_What is needed_
What is the number of lines in these records with "FilterOp" in them? Answer with that number only.

_Source data_
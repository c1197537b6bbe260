//! ConfigResolver (spec §4.1): a pure, field-level three-way merge of a
//! channel's `Settings`/`MetarrArgs` with a channel URL's optional
//! overrides. No I/O, no persistence — `Store` calls this after loading both
//! rows and before handing the effective config to a pipeline stage.
//!
//! Implemented as a per-field function table rather than via reflection, per
//! the design notes: each field gets its own one-line merge rule so the
//! inheritance behavior is auditable at a glance instead of hidden behind a
//! generic "merge struct" helper.

use crate::config::{MetarrArgs, Settings, UNSET_I64};

fn merge_string(child: &str, parent: &str) -> String {
    if child.is_empty() {
        parent.to_string()
    } else {
        child.to_string()
    }
}

fn merge_i64(child: i64, parent: i64) -> i64 {
    if child == UNSET_I64 { parent } else { child }
}

fn merge_vec<T: Clone>(child: &[T], parent: &[T]) -> Vec<T> {
    if child.is_empty() {
        parent.to_vec()
    } else {
        child.to_vec()
    }
}

/// `false` on the child inherits the parent's `true` only for booleans
/// explicitly marked inheritable elsewhere; this helper implements that rule
/// once so call sites can't accidentally apply it to `paused` or
/// `use_global_cookies`.
fn merge_inheritable_bool(child: bool, parent: bool) -> bool {
    child || parent
}

/// Merge a channel's base `Settings` with a channel URL's override, if any.
/// `child_override: None` means "inherit wholesale" (spec §3 invariant 4);
/// `Some(child)` merges field-by-field.
pub(crate) fn merge_settings(parent: &Settings, child_override: Option<&Settings>) -> Settings {
    let Some(child) = child_override else {
        return parent.clone();
    };

    Settings {
        concurrency: merge_i64(child.concurrency, parent.concurrency),
        dl_retries: merge_i64(child.dl_retries, parent.dl_retries),
        cookies_from_browser: merge_string(&child.cookies_from_browser, &parent.cookies_from_browser),
        // Never inherits.
        use_global_cookies: child.use_global_cookies,
        from_date: merge_string(&child.from_date, &parent.from_date),
        to_date: merge_string(&child.to_date, &parent.to_date),
        max_filesize: merge_string(&child.max_filesize, &parent.max_filesize),
        ytdlp_output_ext: merge_string(&child.ytdlp_output_ext, &parent.ytdlp_output_ext),
        extra_ytdlp_video_args: merge_vec(&child.extra_ytdlp_video_args, &parent.extra_ytdlp_video_args),
        external_downloader: merge_string(&child.external_downloader, &parent.external_downloader),
        external_downloader_args: merge_vec(
            &child.external_downloader_args,
            &parent.external_downloader_args,
        ),
        json_dir: merge_string(&child.json_dir, &parent.json_dir),
        // Never inherits.
        paused: child.paused,
        filters: merge_vec(&child.filters, &parent.filters),
    }
}

pub(crate) fn merge_metarr_args(
    parent: &MetarrArgs,
    child_override: Option<&MetarrArgs>,
) -> MetarrArgs {
    let Some(child) = child_override else {
        return parent.clone();
    };

    MetarrArgs {
        ext: merge_string(&child.ext, &parent.ext),
        rename_style: merge_string(&child.rename_style, &parent.rename_style),
        min_free_space: merge_string(&child.min_free_space, &parent.min_free_space),
        use_filename_date: merge_inheritable_bool(child.use_filename_date, parent.use_filename_date),
        transcode_codec: merge_string(&child.transcode_codec, &parent.transcode_codec),
        transcode_video_filter: merge_string(
            &child.transcode_video_filter,
            &parent.transcode_video_filter,
        ),
        transcode_gpu: merge_string(&child.transcode_gpu, &parent.transcode_gpu),
        transcode_gpu_dir: merge_string(&child.transcode_gpu_dir, &parent.transcode_gpu_dir),
        output_dir: merge_string(&child.output_dir, &parent.output_dir),
        move_ops: merge_vec(&child.move_ops, &parent.move_ops),
        filename_ops: merge_vec(&child.filename_ops, &parent.filename_ops),
        meta_ops: merge_vec(&child.meta_ops, &parent.meta_ops),
    }
}

#[cfg(test)]
mod tests {
    use super::*;
    use crate::config::DLFilter;
    use crate::config::{FilterKind, FilterOp};

    #[test]
    fn merge_cascade_string_and_noninherit_bool() {
        // Boundary scenario 5 from spec §8.
        let mut parent = Settings::default();
        parent.cookies_from_browser = "firefox".to_string();

        let mut child = Settings::default();
        child.cookies_from_browser = String::new();
        child.paused = true;

        let effective = merge_settings(&parent, Some(&child));
        assert_eq!(effective.cookies_from_browser, "firefox");
        assert!(effective.paused);
    }

    #[test]
    fn nil_override_inherits_wholesale() {
        let mut parent = Settings::default();
        parent.concurrency = 4;
        parent.filters.push(DLFilter {
            field: "title".into(),
            op: FilterOp::Contains,
            value: "x".into(),
            kind: FilterKind::Any,
            channel_url: None,
        });

        let effective = merge_settings(&parent, None);
        assert_eq!(effective, parent);
    }

    #[test]
    fn numeric_sentinel_inherits() {
        let mut parent = Settings::default();
        parent.dl_retries = 5;
        let child = Settings::default();
        let effective = merge_settings(&parent, Some(&child));
        assert_eq!(effective.dl_retries, 5);
    }

    #[test]
    fn empty_vec_inherits_deep_copy() {
        let mut parent = Settings::default();
        parent.extra_ytdlp_video_args = vec!["--foo".to_string()];
        let child = Settings::default();
        let effective = merge_settings(&parent, Some(&child));
        assert_eq!(effective.extra_ytdlp_video_args, vec!["--foo".to_string()]);
    }

    #[test]
    fn merge_is_idempotent() {
        let parent = Settings::default();
        let child = Settings::default();
        let once = merge_settings(&parent, Some(&child));
        let twice = merge_settings(&parent, Some(&once));
        assert_eq!(once, twice);
    }
}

_Answer_
2